In the face – of Facebook

Landmark decision of German Anti-trust Authority

In a landmark decision the Bundeskartellamt (German Antitrust Authority) is prohibiting Facebook from combining user data from different sources – of its subsidiaries like Whatsapp and of other third parties.1 The decision of the Bundeskartellamt is the strongest answer ever to eminate from a European regulator to the misuse of user data by Facebook.

  • The decision of Bundeskartellamt (German Anti-trust Authority)

The Bundeskartellamt found Facebook to be dominat in the market for social networks since Facebook has a market share of more than 95% of daily active users and more that 80% of monthly active users in Germany.

Facebook abuses its dominat position by collecting data from third parties. This includes the collection of data by Whatsapp and Instagram as subisdiaries of Facebook. In addition Facebook is collecting personal data from third party websites. First, Facebook is collecting personal data by using its “Like“ button. Second, Facebook is using Facebook Analytics where data is collected from third party websites without the knowledge of the users.

When asking the users for their consent for data transfer from Whatsapp to Facebook, the Bundeskartellamt found, that users have no choice to either accept the data transfer or refrain form the service of Facebook. This “take it or leave it“-approach is infringing European Data Protection Law such as Directive 95/46 and GDPR. Therefore, this consent is legally invalid.

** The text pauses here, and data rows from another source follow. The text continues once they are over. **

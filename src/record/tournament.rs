use super::*;
use crate::policy::AiType;

/// The full persisted account of one tournament.
#[derive(Debug, Clone, PartialEq, Eq)]
pub struct TournamentRecord {
    pub number: u32,
    pub seed: u64,
    pub hands_per_level: u32,
    pub ai_types: Vec<AiType>,
    /// Rank per seat, 1 for the winner.
    pub finishing_order: Vec<u8>,
    /// Hand index each seat busted on. `None` for the winner.
    pub game_eliminated: Vec<Option<u32>>,
    pub hands: Vec<HandRecord>,
}

impl TournamentRecord {
    pub fn n(&self) -> usize {
        self.ai_types.len()
    }
    pub fn num_games(&self) -> u32 {
        self.hands.len() as u32
    }
    pub fn winner(&self) -> Option<usize> {
        self.finishing_order.iter().position(|r| *r == 1)
    }
    /// The compact view the summary parser recovers from disk.
    pub fn summary(&self) -> Summary {
        Summary {
            tournament_number: self.number,
            random_seed: self.seed,
            initial_player_count: self.n(),
            hands_per_level: self.hands_per_level,
            ai_types: self.ai_types.clone(),
            finishing_order: self.finishing_order.clone(),
            game_eliminated: self.game_eliminated.clone(),
            num_games: self.num_games(),
        }
    }
}

impl std::fmt::Display for TournamentRecord {
    fn fmt(&self, f: &mut std::fmt::Formatter) -> std::fmt::Result {
        write!(f, "{}", self.summary())
    }
}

Based on the dominat position of Facebook the Bundeskartellamt regards this infringement not only as privacy issue but equally as an abuse of the dominat position of Facebook. That derives from the fact that anti-trust law does not only prevent competitiors from an abuse by a trust but equally prevent the comsumers of the trust. This consumer prevention hinders the use of inappropriate contractual terms – so-called ‘exploitative’ business terms.

  • Assessment

The decision of the Bundeskartellamt is the strongest answer ever of a European regulator to the misuse of user data by Facebook. The decision is a signal that European regulators are not willing to further accept the longstanding infringement of European Data Protection Law by Facebook. The Bundeskartellamt clearly states that Facebook is not above the law:

…Facebook, as a dominant company, must comply with the rules and laws applicable in Germany and Europe.“

The decision goes back to a statement of the Data Protection Authority of Hamburg, which found that Whatsapp needs the consent of the users to transfer their data to Facebook.2 That derives from the fact that the transfer of personal data from one legal entity to another legal entity needs a legal basis. This principle equally applies to legal entities belonging to the same group.3

The Bundeskartellamt takes the decision of the Data Protection Authority of Hamburg as a starting point but goes far beyond the DPA, in drawing the line from Data Protection Law to anti-trust law.

What citizen in Europe can circumvent the use of Whatsapp without facing social isolation? Who can risk to refuse his consent to transfer his data from Whatsapp to Facebook?

The decision of Bundeskartellamt is about Facebook. But Goolge, Amazon and Microsoft will read it carefully. These companies will likely be regarded as equally dominant in their market.

  • Conclusion

The explosive power of the Bundeskartellamt’s decision derives from the combination of Data Protection Law and anti-trust law: any infringement of privacy by a trust is a misuse of its dominant position.

This decision marks the end of the illusion that the internet is a virtual space of endless freedom cared by an invisible, virtual hand. This space has been captured by a few multinational companies. These are multiplying their profit by tracking every detail of private life of internet users. The western societies are beginning to realise that this virtual space shall be not solely governed by profit. It shall be governed by the rule of law.4

1Bundeskartellamt, press release, https://www.bundeskartellamt.de/SharedDocs/Meldung/EN/Pressemitteilungen/2019/07_02_2019_Facebook.html?nn=3591568

2See the confirmation of the decion of the DPA Hamburg by OLG Hamburg, press release, https://justiz.hamburg.de/aktuelles/10550476/pressemitteilung/

3Jutta-Sonja Oberlin and Lukas Lezzi, Joint Controllership within a group of entities (No. 3.2), https://dpoblog.eu/joint-controllership-within-a-group-of-entities

4House of Commons (UK Parliament), Desinformation and “fake news” – Final report on Facebook, https://www.parliament.uk/business/committees/committees-a-z/commons-select/digital-culture-media-and-sport-committee/news/fake-news-report-published-17-19/ ;
Matthias C. Kettemann, Wolfgang Kleinwächter, Max Senges, The time is right for Europe to take the lead in global internet governance, http://publikationen.ub.uni-frankfurt.de/frontdoor/index/index/docId/48008

One thought on “In the face – of Facebook

  1. Ute Engel

    Although I read about the decision of the Bundeskartellamt in the newspapers I first realized the comprehensive meaning of the decision by reading this article. Thanks for explaining in clear words understandable even for non-lawyers.